Quien guardó silencio en esta ocasión fue Mariam.

—Descuida, nos veremos, estoy seguro —dijo enseguida Brugsch al ver la expresión seria de la muchacha—. Y todo este asunto se resolverá pronto.

—Las cosas son más complicadas de lo que cree, señor Marek —insistió ella.

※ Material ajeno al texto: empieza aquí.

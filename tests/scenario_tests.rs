//! End-to-end scenarios: sample a table, build a dataset, embed, expand.

use std::sync::Arc;

use fewshot::{
    expand_labels, select_subsample, Dataset, Embedder, EmbeddingState, Error, LookupEmbedder,
    StratifiedSampler, Table, DEFAULT_SEED,
};

// =============================================================================
// Fixtures
// =============================================================================

/// Embeds each text as a bag of its first bytes, so output depends only on input.
struct ByteEmbedder;

impl Embedder for ByteEmbedder {
    fn embed(&self, texts: &[&str]) -> fewshot::Result<Vec<Vec<f32>>> {
        Ok(texts
            .iter()
            .map(|t| {
                let mut v = vec![0.0; 4];
                for (i, b) in t.bytes().take(4).enumerate() {
                    v[i] = f32::from(b);
                }
                v
            })
            .collect())
    }
}

fn news_table() -> Table {
    let rows = [
        ("The striker scored twice", "sports"),
        ("Parliament passed the budget", "politics"),
        ("A late goal sealed the cup", "sports"),
        ("Polls open at dawn", "politics"),
        ("Record crowd at the derby", "sports"),
        ("Markets rally on earnings", "business"),
        ("Coach signs a new contract", "sports"),
        ("Senate debates the bill", "politics"),
    ];
    let mut table = Table::new(["text", "category"]);
    for (text, category) in rows {
        table.push_row([text, category]).unwrap();
    }
    table
}

// =============================================================================
// Label Expansion
// =============================================================================

#[test]
fn two_category_expansion() {
    let mut dataset = Dataset::new(
        vec!["a".into(), "b".into(), "c".into()],
        vec![0, 1, 0],
        vec!["sports".into(), "politics".into()],
    )
    .unwrap();

    let embedder = LookupEmbedder::new([
        ("a", vec![1.0, 0.0]),
        ("b", vec![2.0, 0.0]),
        ("c", vec![3.0, 0.0]),
        ("sports", vec![9.0, 9.0]),
        ("politics", vec![8.0, 8.0]),
    ])
    .unwrap();
    dataset.calc_sbert_embeddings(&embedder).unwrap();

    assert_eq!(
        dataset.category_embeddings().unwrap(),
        &[vec![9.0, 9.0], vec![8.0, 8.0]]
    );

    let expanded = expand_labels(&mut dataset).unwrap();
    assert_eq!(
        expanded.label_embeddings().unwrap(),
        &[vec![9.0, 9.0], vec![8.0, 8.0], vec![9.0, 9.0]]
    );
}

#[test]
fn expansion_before_embedding_fails() {
    let mut dataset = Dataset::new(vec!["x".into()], vec![0], vec!["c".into()]).unwrap();
    assert!(matches!(
        expand_labels(&mut dataset),
        Err(Error::EmbeddingsNotComputed)
    ));
}

#[test]
fn shared_embedder_handles() {
    let embedder: Arc<dyn Embedder> = Arc::new(ByteEmbedder);
    let boxed: Box<dyn Embedder> = Box::new(ByteEmbedder);

    let mut a = Dataset::new(vec!["hello".into()], vec![0], vec!["greeting".into()]).unwrap();
    let mut b = a.clone();

    a.calc_sbert_embeddings(&embedder).unwrap();
    b.calc_sbert_embeddings(&boxed).unwrap();
    assert_eq!(a.embeddings().unwrap(), b.embeddings().unwrap());
}

#[test]
fn compute_on_read_matches_explicit() {
    let mut explicit = Dataset::new(vec!["q".into()], vec![0], vec!["c".into()]).unwrap();
    let mut lazy = explicit.clone();

    explicit.calc_sbert_embeddings(&ByteEmbedder).unwrap();
    let lazy_vectors = lazy.embeddings_or_compute(&ByteEmbedder).unwrap().to_vec();

    assert_eq!(lazy_vectors.as_slice(), explicit.embeddings().unwrap());
    assert!(matches!(lazy.state(), EmbeddingState::Computed(v) if v.len() == 2));
}

// =============================================================================
// Stratified Sampling
// =============================================================================

#[test]
fn group_capped_at_own_size() {
    let mut table = Table::new(["text", "category"]);
    for i in 0..5 {
        table.push_row([format!("a{i}"), "a".to_string()]).unwrap();
    }
    for i in 0..2 {
        table.push_row([format!("b{i}"), "b".to_string()]).unwrap();
    }

    let sample = select_subsample(&table, 3, DEFAULT_SEED).unwrap();
    assert_eq!(sample.len(), 3 + 2);
    assert_eq!(sample.categories(), vec!["a", "b"]);
}

#[test]
fn seed_changes_draw() {
    let mut table = Table::new(["text", "category"]);
    for i in 0..200 {
        table.push_row([format!("row{i}"), "only".to_string()]).unwrap();
    }

    let draws: Vec<Vec<String>> = (0..5)
        .map(|seed| {
            StratifiedSampler::new(10)
                .with_seed(seed)
                .sample(&table)
                .unwrap()
                .table()
                .column("text")
                .unwrap()
                .into_iter()
                .map(str::to_string)
                .collect()
        })
        .collect();

    // Five seeds drawing 10 of 200 rows will not all coincide.
    assert!(draws.windows(2).any(|w| w[0] != w[1]));
}

// =============================================================================
// Full Pipeline
// =============================================================================

#[test]
fn sample_embed_expand() {
    let sample = select_subsample(&news_table(), 2, DEFAULT_SEED).unwrap();
    assert_eq!(sample.len(), 1 + 2 + 2);
    assert_eq!(sample.categories(), vec!["business", "politics", "sports"]);

    let mut dataset = sample.into_dataset("text").unwrap();
    assert_eq!(dataset.num_categories(), 3);

    dataset.calc_sbert_embeddings(&ByteEmbedder).unwrap();
    assert_eq!(dataset.embeddings().unwrap().len(), 5 + 3);

    let dataset = expand_labels(&mut dataset).unwrap();
    let label_embeddings = dataset.label_embeddings().unwrap().to_vec();
    let category_embeddings = dataset.category_embeddings().unwrap();

    for (i, &label) in dataset.labels().iter().enumerate() {
        assert_eq!(label_embeddings[i], category_embeddings[label]);
        let expected = ByteEmbedder
            .embed(&[dataset.category_of(i).unwrap()])
            .unwrap();
        assert_eq!(label_embeddings[i], expected[0]);
    }
}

—Llámame… Kurt, por favor.

—Muy bien, Kurt. —Mariam recuperó la sonrisa—. Llevamos así varios años. Cada vez hay más fichas en el tablero, la tensión aumenta y el miedo se extiende entre los habitantes de Gurna y los anticuarios de Luxor. Algunos niños han muerto en circunstancias extrañas… —Se interrumpió, como si tuviera miedo a seguir hablando—. Yo soy cristiana y muchos ven con recelo que trabaje para el señor Wardi. Sería mejor que… no aparecieras por aquí en un tiempo.

—Creo que te haré caso —respondió él, contrariado—. Pero volveré.

—Será un placer volver a darte la bienvenida. Disfruta de tus piezas, pero no mientas, Kurt.

—¿Qué he dicho ahora?

—Sé que las piezas no son para ti. Son para los efendis. Creo que no estás casado…

Cuando Brugsch quiso responder, Mariam ya había cruzado los árboles del jardín y se había perdido en la oscuridad de la noche.

Al día siguiente recogería el material y se iría lo antes posible a El Cairo. Sólo estaba seguro de una cosa: sabía que volvería, si no por trabajo, lo haría por ella.